=== DATA FOR THIS TASK ===

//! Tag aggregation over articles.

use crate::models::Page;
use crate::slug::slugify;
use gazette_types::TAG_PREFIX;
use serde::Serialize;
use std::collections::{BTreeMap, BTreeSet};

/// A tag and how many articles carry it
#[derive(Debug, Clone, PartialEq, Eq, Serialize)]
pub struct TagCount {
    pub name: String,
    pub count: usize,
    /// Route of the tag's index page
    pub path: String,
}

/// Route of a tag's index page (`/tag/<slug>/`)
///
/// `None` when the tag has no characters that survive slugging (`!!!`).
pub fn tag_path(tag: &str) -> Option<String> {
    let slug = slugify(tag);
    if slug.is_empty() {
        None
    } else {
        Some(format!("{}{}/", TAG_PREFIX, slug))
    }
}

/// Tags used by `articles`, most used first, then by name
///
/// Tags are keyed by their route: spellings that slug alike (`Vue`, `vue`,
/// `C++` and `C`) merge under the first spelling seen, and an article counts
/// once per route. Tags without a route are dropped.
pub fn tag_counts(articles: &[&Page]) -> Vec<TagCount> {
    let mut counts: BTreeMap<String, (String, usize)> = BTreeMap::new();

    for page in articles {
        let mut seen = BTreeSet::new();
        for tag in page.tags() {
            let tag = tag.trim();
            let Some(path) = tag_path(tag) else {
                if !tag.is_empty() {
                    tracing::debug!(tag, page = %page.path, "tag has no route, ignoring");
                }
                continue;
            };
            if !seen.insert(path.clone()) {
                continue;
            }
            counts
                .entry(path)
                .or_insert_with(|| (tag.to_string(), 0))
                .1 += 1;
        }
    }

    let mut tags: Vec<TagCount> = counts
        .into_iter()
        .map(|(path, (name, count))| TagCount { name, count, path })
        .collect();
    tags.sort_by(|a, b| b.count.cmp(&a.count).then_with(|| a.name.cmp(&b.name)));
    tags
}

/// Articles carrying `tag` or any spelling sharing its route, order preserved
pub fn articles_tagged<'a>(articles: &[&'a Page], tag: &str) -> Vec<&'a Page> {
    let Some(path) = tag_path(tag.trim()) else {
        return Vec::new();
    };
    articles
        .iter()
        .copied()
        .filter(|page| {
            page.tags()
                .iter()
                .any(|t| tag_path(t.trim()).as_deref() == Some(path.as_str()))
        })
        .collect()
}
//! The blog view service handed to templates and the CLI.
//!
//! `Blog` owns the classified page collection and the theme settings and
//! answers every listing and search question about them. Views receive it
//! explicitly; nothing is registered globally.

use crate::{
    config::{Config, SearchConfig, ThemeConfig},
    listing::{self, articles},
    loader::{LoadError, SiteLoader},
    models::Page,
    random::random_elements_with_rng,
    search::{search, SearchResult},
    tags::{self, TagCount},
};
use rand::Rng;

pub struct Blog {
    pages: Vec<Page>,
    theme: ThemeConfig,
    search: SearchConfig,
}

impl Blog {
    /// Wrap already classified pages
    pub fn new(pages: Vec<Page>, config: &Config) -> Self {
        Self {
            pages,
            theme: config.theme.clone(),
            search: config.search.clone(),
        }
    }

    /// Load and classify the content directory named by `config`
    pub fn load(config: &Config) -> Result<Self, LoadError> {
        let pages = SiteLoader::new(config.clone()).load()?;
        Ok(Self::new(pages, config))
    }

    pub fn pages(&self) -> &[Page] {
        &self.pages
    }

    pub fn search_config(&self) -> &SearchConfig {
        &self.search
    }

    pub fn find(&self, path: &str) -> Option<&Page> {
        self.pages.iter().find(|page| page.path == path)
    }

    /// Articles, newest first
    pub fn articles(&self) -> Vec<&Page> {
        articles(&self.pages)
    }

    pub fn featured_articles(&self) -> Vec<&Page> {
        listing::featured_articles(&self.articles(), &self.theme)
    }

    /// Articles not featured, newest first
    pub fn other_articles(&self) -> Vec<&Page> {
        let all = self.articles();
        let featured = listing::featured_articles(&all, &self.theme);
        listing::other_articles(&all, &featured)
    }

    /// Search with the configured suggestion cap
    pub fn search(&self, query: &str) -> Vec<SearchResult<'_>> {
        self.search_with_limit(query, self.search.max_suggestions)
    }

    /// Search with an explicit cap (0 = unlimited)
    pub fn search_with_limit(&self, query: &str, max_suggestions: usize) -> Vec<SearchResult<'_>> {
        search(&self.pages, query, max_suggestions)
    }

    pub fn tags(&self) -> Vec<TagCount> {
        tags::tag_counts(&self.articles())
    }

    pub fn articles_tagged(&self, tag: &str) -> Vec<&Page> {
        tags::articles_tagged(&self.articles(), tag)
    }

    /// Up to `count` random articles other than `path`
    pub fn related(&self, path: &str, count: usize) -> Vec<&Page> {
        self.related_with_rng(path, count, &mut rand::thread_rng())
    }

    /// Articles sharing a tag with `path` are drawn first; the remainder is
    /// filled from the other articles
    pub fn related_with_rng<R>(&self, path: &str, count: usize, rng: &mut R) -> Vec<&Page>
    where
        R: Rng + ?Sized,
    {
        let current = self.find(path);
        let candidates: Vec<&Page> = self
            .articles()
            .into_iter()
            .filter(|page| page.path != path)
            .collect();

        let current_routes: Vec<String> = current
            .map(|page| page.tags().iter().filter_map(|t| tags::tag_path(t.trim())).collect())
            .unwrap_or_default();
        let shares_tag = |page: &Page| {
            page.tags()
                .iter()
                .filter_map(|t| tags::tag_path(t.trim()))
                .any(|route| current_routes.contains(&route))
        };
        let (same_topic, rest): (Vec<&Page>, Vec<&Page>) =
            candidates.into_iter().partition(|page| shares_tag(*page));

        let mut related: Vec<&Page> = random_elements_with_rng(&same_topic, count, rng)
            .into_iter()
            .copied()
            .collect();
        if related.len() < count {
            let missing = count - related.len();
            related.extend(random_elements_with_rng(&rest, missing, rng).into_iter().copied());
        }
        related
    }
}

===
=== DATA FOR THIS TASK ===

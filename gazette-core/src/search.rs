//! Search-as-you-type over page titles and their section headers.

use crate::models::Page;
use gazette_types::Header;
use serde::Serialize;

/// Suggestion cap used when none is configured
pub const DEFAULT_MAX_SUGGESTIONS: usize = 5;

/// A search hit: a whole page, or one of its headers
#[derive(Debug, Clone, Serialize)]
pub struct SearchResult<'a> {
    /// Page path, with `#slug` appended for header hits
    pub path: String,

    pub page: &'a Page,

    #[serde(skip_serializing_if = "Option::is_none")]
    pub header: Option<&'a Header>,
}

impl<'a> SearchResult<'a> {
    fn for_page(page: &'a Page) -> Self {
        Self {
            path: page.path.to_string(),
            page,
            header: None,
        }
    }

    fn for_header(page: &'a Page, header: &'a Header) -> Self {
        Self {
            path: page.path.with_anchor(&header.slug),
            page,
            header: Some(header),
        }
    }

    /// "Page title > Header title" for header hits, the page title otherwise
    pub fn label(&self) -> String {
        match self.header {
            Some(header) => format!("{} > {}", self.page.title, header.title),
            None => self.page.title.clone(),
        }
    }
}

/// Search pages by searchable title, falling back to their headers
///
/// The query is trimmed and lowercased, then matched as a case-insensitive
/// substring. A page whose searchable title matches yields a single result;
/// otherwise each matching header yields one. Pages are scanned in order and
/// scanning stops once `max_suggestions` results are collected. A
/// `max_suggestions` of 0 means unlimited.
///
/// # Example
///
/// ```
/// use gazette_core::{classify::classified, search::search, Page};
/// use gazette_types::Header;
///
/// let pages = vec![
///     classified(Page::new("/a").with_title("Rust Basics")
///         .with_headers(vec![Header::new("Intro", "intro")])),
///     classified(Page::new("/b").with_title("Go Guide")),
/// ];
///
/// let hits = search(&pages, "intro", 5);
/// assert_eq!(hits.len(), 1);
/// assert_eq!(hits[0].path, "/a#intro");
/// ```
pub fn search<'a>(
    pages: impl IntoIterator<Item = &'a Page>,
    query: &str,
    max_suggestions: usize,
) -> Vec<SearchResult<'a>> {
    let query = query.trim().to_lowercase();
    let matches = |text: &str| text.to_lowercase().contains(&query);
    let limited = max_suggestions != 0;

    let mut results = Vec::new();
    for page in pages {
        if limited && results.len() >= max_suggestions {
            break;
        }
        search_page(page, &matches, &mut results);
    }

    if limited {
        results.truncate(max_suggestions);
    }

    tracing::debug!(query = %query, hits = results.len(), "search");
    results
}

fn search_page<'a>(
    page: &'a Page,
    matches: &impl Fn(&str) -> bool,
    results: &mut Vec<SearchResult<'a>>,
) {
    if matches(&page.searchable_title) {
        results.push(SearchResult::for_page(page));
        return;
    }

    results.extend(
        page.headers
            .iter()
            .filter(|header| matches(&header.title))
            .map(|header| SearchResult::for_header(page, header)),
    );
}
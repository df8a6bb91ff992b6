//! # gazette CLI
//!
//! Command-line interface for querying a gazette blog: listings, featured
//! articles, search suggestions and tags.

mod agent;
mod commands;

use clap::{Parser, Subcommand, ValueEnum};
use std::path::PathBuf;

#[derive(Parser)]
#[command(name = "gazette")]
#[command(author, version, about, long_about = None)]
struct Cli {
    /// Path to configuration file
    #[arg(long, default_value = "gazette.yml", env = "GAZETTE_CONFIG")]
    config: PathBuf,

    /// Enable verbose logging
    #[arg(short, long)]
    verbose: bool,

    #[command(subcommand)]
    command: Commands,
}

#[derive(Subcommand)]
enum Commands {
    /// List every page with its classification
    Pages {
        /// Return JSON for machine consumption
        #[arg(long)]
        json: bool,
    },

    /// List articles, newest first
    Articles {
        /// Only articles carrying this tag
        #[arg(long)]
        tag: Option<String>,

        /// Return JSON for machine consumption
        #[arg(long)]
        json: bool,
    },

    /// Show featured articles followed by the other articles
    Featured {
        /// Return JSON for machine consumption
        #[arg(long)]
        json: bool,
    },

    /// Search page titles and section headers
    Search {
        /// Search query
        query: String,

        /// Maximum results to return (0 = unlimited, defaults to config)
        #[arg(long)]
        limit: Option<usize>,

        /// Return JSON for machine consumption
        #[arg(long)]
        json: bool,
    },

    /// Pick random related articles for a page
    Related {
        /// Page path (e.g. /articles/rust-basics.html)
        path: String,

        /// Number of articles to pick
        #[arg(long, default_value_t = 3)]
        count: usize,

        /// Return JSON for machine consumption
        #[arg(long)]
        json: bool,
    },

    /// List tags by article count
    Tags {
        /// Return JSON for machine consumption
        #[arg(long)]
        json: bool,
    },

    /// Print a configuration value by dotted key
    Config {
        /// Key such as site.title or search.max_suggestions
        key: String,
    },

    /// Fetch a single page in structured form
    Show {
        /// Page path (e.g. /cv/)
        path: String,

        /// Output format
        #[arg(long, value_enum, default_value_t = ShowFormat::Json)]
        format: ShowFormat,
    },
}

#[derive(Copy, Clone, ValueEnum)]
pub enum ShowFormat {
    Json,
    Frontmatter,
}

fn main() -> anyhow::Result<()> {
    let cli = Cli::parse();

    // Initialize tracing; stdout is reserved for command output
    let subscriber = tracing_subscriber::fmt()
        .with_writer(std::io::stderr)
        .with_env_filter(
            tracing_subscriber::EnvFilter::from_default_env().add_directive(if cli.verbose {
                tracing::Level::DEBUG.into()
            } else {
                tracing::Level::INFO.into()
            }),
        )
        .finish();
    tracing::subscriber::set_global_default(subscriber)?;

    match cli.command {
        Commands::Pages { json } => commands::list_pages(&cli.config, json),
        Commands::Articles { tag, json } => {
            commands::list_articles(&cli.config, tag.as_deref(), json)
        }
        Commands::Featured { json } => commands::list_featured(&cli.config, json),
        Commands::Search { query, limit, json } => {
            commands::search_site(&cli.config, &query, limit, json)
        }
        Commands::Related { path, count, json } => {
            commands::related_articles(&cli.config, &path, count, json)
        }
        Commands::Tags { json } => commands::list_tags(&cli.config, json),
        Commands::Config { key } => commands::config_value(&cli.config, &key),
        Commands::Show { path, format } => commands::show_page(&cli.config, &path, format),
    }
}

===
=== DATA FOR THIS TASK ===

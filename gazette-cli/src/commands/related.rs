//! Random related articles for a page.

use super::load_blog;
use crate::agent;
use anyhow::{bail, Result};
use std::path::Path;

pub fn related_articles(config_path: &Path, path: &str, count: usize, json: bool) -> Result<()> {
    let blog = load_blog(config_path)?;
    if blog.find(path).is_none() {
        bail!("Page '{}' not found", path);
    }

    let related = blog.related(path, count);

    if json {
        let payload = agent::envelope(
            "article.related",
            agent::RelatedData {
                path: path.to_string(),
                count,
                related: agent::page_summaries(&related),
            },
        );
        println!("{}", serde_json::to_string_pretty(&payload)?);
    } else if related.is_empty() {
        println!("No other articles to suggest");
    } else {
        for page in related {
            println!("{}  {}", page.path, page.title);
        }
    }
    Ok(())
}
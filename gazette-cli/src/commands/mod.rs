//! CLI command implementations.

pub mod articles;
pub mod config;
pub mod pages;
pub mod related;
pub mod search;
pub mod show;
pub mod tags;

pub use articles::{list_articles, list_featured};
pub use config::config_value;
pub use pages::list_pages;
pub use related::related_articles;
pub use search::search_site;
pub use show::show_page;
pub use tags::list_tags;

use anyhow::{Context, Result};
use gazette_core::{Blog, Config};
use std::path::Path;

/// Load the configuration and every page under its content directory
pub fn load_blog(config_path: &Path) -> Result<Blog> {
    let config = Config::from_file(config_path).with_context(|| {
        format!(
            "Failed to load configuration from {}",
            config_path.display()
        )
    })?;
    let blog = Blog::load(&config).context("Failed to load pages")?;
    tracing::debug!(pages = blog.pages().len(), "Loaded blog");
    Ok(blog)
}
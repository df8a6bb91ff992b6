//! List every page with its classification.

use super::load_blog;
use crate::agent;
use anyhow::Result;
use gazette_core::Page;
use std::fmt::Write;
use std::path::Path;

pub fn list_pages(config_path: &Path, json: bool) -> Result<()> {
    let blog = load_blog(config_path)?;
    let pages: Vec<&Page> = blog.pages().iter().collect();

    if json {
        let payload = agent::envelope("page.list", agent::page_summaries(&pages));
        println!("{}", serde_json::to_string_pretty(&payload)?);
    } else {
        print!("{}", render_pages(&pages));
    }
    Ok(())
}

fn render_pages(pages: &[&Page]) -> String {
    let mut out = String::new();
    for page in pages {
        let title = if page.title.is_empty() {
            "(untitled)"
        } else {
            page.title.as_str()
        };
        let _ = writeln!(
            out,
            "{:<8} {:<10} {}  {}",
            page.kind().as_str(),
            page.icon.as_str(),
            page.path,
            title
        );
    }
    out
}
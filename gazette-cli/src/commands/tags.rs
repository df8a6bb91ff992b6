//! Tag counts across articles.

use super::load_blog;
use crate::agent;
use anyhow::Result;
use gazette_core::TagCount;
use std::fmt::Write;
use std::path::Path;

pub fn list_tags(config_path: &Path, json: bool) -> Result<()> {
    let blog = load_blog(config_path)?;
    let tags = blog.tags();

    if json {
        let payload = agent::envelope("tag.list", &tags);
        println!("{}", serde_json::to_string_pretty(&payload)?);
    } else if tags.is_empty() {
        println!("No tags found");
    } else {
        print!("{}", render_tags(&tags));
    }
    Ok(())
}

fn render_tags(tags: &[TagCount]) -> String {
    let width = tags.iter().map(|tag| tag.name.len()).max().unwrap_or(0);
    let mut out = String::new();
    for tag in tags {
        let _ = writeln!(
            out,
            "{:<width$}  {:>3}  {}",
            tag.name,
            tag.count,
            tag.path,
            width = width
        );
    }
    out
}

===

■ PROBLEM REQUIREMENTS ■
Where a line of the records includes "filename", copy it.

■ OUTPUT FOR THIS TASK ■
filename gazette-core/src/search.rs
filename gazette-cli/src/commands/related.rs
filename gazette-cli/src/commands/mod.rs
filename gazette-cli/src/commands/tags.rs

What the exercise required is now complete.